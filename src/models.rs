//! Shared types for the auto-organize workflow
//!
//! Everything here crosses a boundary: the local filesystem collaborator,
//! the remote organize service, or the CLI. Field names match the service's
//! snake_case JSON.

use serde::{Deserialize, Serialize};
use std::collections::{HashMap, HashSet};

/// Confidence recorded in history when a suggestion carries none
pub const DEFAULT_LOG_CONFIDENCE: f64 = 0.9;

/// A file found directly under the folder being organized
#[derive(Debug, Clone, Serialize, Deserialize, PartialEq)]
pub struct ScannedFile {
    pub filename: String,
    /// Lower-cased with a leading dot (".pdf"), empty when the file has none
    pub extension: String,
    pub size_bytes: u64,
    /// Absolute path; unique within a session
    pub path: String,
    /// RFC 3339 UTC timestamp
    #[serde(default, skip_serializing_if = "Option::is_none")]
    pub modified: Option<String>,
    /// Text/OCR preview filled in by content extraction
    #[serde(default)]
    pub content_preview: String,
}

/// A sub-folder that already exists under the root, sent as a naming hint
#[derive(Debug, Clone, Serialize, Deserialize, PartialEq)]
pub struct ExistingFolder {
    pub folder_name: String,
    pub folder_path: String,
    pub sample_files: Vec<String>,
    pub file_count: usize,
}

/// One proposed destination folder and the files assigned to it
#[derive(Debug, Clone, Serialize, Deserialize, PartialEq)]
pub struct FolderSuggestion {
    #[serde(default)]
    pub folder_path: String,
    pub folder_name: String,
    /// Filenames from the scan, not paths
    #[serde(default)]
    pub files: Vec<String>,
    #[serde(default)]
    pub reason: String,
    #[serde(default, skip_serializing_if = "Option::is_none")]
    pub confidence: Option<f64>,
    #[serde(default)]
    pub file_count: usize,
}

impl FolderSuggestion {
    /// Folder name relative to the organize root
    pub fn destination(&self) -> &str {
        if self.folder_path.trim().is_empty() {
            &self.folder_name
        } else {
            &self.folder_path
        }
    }

    pub fn confidence_or_default(&self) -> f64 {
        self.confidence.unwrap_or(DEFAULT_LOG_CONFIDENCE)
    }
}

/// Grouping returned by the clustering service
#[derive(Debug, Clone, Default, Serialize, Deserialize, PartialEq)]
pub struct OrganizeResult {
    #[serde(default)]
    pub folders: Vec<FolderSuggestion>,
    #[serde(default)]
    pub total_files: usize,
    #[serde(default)]
    pub total_folders: usize,
    #[serde(default)]
    pub naming_method: String,
}

impl OrganizeResult {
    /// Scanned files that no suggestion claims. They are left in place.
    pub fn unassigned<'a>(&self, scanned: &'a [ScannedFile]) -> Vec<&'a ScannedFile> {
        let assigned: HashSet<&str> = self
            .folders
            .iter()
            .flat_map(|f| f.files.iter().map(String::as_str))
            .collect();

        scanned
            .iter()
            .filter(|f| !assigned.contains(f.filename.as_str()))
            .collect()
    }

    /// Number of (suggestion, filename) pairs in the result
    pub fn assigned_count(&self) -> usize {
        self.folders.iter().map(|f| f.files.len()).sum()
    }
}

/// A single file move handed to the local move primitive
#[derive(Debug, Clone, Serialize, Deserialize, PartialEq, Eq)]
pub struct MoveOperation {
    pub source_path: String,
    /// Relative to the organize root
    pub dest_folder: String,
    pub filename: String,
}

/// Aggregate outcome of one `execute_moves` batch
#[derive(Debug, Clone, Default, Serialize, Deserialize, PartialEq)]
pub struct MoveExecutionResult {
    pub success: bool,
    pub moved_count: usize,
    /// Destination already occupied or folder creation failed
    #[serde(default)]
    pub skipped_count: usize,
    pub errors: Vec<String>,
    /// Source paths of the files that were actually moved
    #[serde(default)]
    pub moved_files: Vec<String>,
}

/// A reusable sorting rule derived from a finished organize run
#[derive(Debug, Clone, Serialize, Deserialize, PartialEq)]
pub struct SuggestedRule {
    pub rule_type: String,
    pub pattern: String,
    pub target_folder: String,
    #[serde(default)]
    pub file_count: usize,
    #[serde(default)]
    pub confidence: f64,
    #[serde(default)]
    pub description: String,
    /// Session-local selection; never sent anywhere
    #[serde(default = "default_selected", skip_serializing)]
    pub selected: bool,
}

fn default_selected() -> bool {
    true
}

/// Mode flags chosen by the user for one organize run
#[derive(Debug, Clone, Default, Serialize, Deserialize, PartialEq)]
pub struct OrganizeOptions {
    pub use_gemini_naming: bool,
    pub use_gemini_full: bool,
    pub use_existing_folders: bool,
    pub use_content_extraction: bool,
    #[serde(default)]
    pub custom_prompt: String,
}

/// Index from filename to scanned file, first occurrence wins
pub fn index_by_filename(files: &[ScannedFile]) -> HashMap<&str, &ScannedFile> {
    let mut index = HashMap::with_capacity(files.len());
    for file in files {
        index.entry(file.filename.as_str()).or_insert(file);
    }
    index
}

▬▬▬▬▬▬

> [Problem statement]: Go through the records above and copy each one exactly.

> [Response area]:
filename src/models.rs
//! Shared types for the auto-organize workflow
//!
//! Everything here crosses a boundary: the local filesystem collaborator,
//! the remote organize service, or the CLI. Field names match the service's
//! snake_case JSON.

use serde::{Deserialize, Serialize};
use std::collections::{HashMap, HashSet};

/// Confidence recorded in history when a suggestion carries none
pub const DEFAULT_LOG_CONFIDENCE: f64 = 0.9;

/// A file found directly under the folder being organized
#[derive(Debug, Clone, Serialize, Deserialize, PartialEq)]
pub struct ScannedFile {
    pub filename: String,
    /// Lower-cased with a leading dot (".pdf"), empty when the file has none
    pub extension: String,
    pub size_bytes: u64,
    /// Absolute path; unique within a session
    pub path: String,
    /// RFC 3339 UTC timestamp
    #[serde(default, skip_serializing_if = "Option::is_none")]
    pub modified: Option<String>,
    /// Text/OCR preview filled in by content extraction
    #[serde(default)]
    pub content_preview: String,
}

/// A sub-folder that already exists under the root, sent as a naming hint
#[derive(Debug, Clone, Serialize, Deserialize, PartialEq)]
pub struct ExistingFolder {
    pub folder_name: String,
    pub folder_path: String,
    pub sample_files: Vec<String>,
    pub file_count: usize,
}

/// One proposed destination folder and the files assigned to it
#[derive(Debug, Clone, Serialize, Deserialize, PartialEq)]
pub struct FolderSuggestion {
    #[serde(default)]
    pub folder_path: String,
    pub folder_name: String,
    /// Filenames from the scan, not paths
    #[serde(default)]
    pub files: Vec<String>,
    #[serde(default)]
    pub reason: String,
    #[serde(default, skip_serializing_if = "Option::is_none")]
    pub confidence: Option<f64>,
    #[serde(default)]
    pub file_count: usize,
}

impl FolderSuggestion {
    /// Folder name relative to the organize root
    pub fn destination(&self) -> &str {
        if self.folder_path.trim().is_empty() {
            &self.folder_name
        } else {
            &self.folder_path
        }
    }

    pub fn confidence_or_default(&self) -> f64 {
        self.confidence.unwrap_or(DEFAULT_LOG_CONFIDENCE)
    }
}

/// Grouping returned by the clustering service
#[derive(Debug, Clone, Default, Serialize, Deserialize, PartialEq)]
pub struct OrganizeResult {
    #[serde(default)]
    pub folders: Vec<FolderSuggestion>,
    #[serde(default)]
    pub total_files: usize,
    #[serde(default)]
    pub total_folders: usize,
    #[serde(default)]
    pub naming_method: String,
}

impl OrganizeResult {
    /// Scanned files that no suggestion claims. They are left in place.
    pub fn unassigned<'a>(&self, scanned: &'a [ScannedFile]) -> Vec<&'a ScannedFile> {
        let assigned: HashSet<&str> = self
            .folders
            .iter()
            .flat_map(|f| f.files.iter().map(String::as_str))
            .collect();

        scanned
            .iter()
            .filter(|f| !assigned.contains(f.filename.as_str()))
            .collect()
    }

    /// Number of (suggestion, filename) pairs in the result
    pub fn assigned_count(&self) -> usize {
        self.folders.iter().map(|f| f.files.len()).sum()
    }
}

/// A single file move handed to the local move primitive
#[derive(Debug, Clone, Serialize, Deserialize, PartialEq, Eq)]
pub struct MoveOperation {
    pub source_path: String,
    /// Relative to the organize root
    pub dest_folder: String,
    pub filename: String,
}

/// Aggregate outcome of one `execute_moves` batch
#[derive(Debug, Clone, Default, Serialize, Deserialize, PartialEq)]
pub struct MoveExecutionResult {
    pub success: bool,
    pub moved_count: usize,
    /// Destination already occupied or folder creation failed
    #[serde(default)]
    pub skipped_count: usize,
    pub errors: Vec<String>,
    /// Source paths of the files that were actually moved
    #[serde(default)]
    pub moved_files: Vec<String>,
}

/// A reusable sorting rule derived from a finished organize run
#[derive(Debug, Clone, Serialize, Deserialize, PartialEq)]
pub struct SuggestedRule {
    pub rule_type: String,
    pub pattern: String,
    pub target_folder: String,
    #[serde(default)]
    pub file_count: usize,
    #[serde(default)]
    pub confidence: f64,
    #[serde(default)]
    pub description: String,
    /// Session-local selection; never sent anywhere
    #[serde(default = "default_selected", skip_serializing)]
    pub selected: bool,
}

fn default_selected() -> bool {
    true
}

/// Mode flags chosen by the user for one organize run
#[derive(Debug, Clone, Default, Serialize, Deserialize, PartialEq)]
pub struct OrganizeOptions {
    pub use_gemini_naming: bool,
    pub use_gemini_full: bool,
    pub use_existing_folders: bool,
    pub use_content_extraction: bool,
    #[serde(default)]
    pub custom_prompt: String,
}

/// Index from filename to scanned file, first occurrence wins
pub fn index_by_filename(files: &[ScannedFile]) -> HashMap<&str, &ScannedFile> {
    let mut index = HashMap::with_capacity(files.len());
    for file in files {
        index.entry(file.filename.as_str()).or_insert(file);
    }
    index
}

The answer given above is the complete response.